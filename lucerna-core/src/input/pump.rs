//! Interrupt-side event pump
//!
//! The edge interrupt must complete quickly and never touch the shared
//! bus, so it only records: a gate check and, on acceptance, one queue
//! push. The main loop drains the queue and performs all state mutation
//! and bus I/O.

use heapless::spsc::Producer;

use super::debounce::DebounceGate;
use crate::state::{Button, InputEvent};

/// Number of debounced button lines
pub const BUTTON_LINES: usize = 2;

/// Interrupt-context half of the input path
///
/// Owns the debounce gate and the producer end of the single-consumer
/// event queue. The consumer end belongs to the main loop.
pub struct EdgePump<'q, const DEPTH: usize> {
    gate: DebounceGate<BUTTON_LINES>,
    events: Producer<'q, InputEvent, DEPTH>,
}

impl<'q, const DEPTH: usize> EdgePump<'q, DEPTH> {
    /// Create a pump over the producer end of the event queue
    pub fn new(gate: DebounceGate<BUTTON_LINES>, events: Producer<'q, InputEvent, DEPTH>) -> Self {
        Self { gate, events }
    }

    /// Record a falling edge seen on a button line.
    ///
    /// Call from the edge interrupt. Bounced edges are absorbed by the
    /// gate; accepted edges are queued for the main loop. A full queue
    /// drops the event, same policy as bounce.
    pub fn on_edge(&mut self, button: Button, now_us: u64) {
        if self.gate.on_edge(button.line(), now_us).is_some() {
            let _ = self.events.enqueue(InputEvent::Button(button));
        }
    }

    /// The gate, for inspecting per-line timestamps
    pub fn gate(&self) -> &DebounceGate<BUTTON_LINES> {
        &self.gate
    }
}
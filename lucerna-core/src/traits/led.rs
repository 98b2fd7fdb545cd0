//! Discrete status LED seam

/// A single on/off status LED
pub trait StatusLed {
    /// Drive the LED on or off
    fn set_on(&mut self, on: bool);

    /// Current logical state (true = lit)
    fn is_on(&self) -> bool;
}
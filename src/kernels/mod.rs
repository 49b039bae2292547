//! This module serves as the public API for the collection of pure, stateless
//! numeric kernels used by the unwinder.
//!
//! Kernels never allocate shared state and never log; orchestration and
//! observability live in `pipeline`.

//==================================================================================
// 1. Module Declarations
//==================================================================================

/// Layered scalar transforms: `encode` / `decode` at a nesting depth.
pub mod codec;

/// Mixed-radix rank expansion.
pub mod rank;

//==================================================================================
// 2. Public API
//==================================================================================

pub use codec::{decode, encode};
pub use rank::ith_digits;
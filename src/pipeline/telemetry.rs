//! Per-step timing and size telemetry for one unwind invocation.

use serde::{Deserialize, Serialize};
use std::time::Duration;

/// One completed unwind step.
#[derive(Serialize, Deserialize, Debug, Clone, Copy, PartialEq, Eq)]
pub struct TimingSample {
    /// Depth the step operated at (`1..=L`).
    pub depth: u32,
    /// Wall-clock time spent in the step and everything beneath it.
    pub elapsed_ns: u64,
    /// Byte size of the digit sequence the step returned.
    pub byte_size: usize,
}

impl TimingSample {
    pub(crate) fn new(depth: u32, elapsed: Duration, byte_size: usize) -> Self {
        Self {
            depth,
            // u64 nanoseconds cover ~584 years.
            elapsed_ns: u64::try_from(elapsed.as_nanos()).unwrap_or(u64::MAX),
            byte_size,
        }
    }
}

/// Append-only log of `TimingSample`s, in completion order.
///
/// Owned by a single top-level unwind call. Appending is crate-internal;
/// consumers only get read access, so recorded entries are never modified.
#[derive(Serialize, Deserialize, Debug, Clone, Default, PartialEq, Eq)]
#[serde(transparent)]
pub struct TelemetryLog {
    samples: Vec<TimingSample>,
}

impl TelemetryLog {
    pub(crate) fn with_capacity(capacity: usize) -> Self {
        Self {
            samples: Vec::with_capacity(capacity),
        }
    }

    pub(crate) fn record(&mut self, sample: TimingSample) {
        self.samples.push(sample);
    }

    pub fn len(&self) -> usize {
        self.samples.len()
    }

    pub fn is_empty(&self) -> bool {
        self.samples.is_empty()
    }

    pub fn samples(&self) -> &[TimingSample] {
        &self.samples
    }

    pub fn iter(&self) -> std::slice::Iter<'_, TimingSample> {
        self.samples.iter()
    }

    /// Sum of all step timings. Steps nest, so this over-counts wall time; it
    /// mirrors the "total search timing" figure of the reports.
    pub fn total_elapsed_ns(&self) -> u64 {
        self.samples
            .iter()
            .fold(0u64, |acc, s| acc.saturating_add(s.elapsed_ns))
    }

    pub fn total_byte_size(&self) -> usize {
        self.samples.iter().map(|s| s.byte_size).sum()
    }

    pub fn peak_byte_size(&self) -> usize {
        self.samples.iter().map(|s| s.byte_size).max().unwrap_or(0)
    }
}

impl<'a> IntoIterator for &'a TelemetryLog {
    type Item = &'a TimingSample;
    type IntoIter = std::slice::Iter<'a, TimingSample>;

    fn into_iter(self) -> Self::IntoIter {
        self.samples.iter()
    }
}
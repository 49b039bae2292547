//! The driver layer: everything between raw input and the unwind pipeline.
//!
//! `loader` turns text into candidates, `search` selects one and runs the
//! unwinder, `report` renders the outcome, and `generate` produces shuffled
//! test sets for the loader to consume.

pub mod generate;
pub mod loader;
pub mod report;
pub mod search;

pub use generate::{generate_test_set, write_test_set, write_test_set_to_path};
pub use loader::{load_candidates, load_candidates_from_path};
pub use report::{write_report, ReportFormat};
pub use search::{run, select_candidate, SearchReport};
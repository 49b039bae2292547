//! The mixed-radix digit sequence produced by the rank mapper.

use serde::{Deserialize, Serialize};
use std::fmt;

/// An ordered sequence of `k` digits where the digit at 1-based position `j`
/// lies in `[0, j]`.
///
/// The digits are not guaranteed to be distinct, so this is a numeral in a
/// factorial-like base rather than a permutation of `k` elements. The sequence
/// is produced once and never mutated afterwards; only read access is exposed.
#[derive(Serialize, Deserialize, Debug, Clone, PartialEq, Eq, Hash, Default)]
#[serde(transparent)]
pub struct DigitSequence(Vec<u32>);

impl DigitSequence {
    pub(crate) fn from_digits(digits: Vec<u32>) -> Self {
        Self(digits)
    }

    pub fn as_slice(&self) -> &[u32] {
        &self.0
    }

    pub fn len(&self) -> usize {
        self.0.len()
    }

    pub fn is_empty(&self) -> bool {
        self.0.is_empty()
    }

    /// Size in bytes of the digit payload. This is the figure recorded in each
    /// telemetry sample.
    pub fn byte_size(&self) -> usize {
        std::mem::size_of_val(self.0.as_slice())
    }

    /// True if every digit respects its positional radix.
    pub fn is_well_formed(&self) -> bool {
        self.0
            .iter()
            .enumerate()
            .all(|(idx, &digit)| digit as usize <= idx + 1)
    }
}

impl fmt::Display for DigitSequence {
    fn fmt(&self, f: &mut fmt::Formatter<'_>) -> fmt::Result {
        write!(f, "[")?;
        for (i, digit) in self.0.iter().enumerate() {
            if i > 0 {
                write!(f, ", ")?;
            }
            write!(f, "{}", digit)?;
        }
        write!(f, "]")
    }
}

○ ○ ○ ○ ○

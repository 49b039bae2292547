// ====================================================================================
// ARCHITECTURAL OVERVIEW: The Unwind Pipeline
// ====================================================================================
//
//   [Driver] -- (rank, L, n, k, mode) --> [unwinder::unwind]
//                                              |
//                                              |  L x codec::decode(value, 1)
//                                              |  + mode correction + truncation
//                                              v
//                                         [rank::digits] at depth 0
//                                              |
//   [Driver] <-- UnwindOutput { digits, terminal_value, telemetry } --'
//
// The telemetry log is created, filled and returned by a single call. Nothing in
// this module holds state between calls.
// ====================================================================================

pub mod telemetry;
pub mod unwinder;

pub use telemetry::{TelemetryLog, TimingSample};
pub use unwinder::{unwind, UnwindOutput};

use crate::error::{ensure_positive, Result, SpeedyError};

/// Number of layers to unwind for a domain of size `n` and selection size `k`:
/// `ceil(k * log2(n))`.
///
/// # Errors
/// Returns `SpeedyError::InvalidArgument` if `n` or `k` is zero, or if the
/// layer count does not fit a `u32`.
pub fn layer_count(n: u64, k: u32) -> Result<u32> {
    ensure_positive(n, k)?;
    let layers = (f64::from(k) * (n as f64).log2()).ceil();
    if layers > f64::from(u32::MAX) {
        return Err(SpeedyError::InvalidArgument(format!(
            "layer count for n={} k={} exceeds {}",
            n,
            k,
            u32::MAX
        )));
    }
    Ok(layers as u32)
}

○ ○ ○ ○ ○

# [Exercise requirements]
Within the entries above, find each line where "DebounceGate" appears; copy every one.

# [Solution to the problem]
use super::debounce::DebounceGate;
    gate: DebounceGate<BUTTON_LINES>,
    pub fn new(gate: DebounceGate<BUTTON_LINES>, events: Producer<'q, InputEvent, DEPTH>) -> Self {
    pub fn gate(&self) -> &DebounceGate<BUTTON_LINES> {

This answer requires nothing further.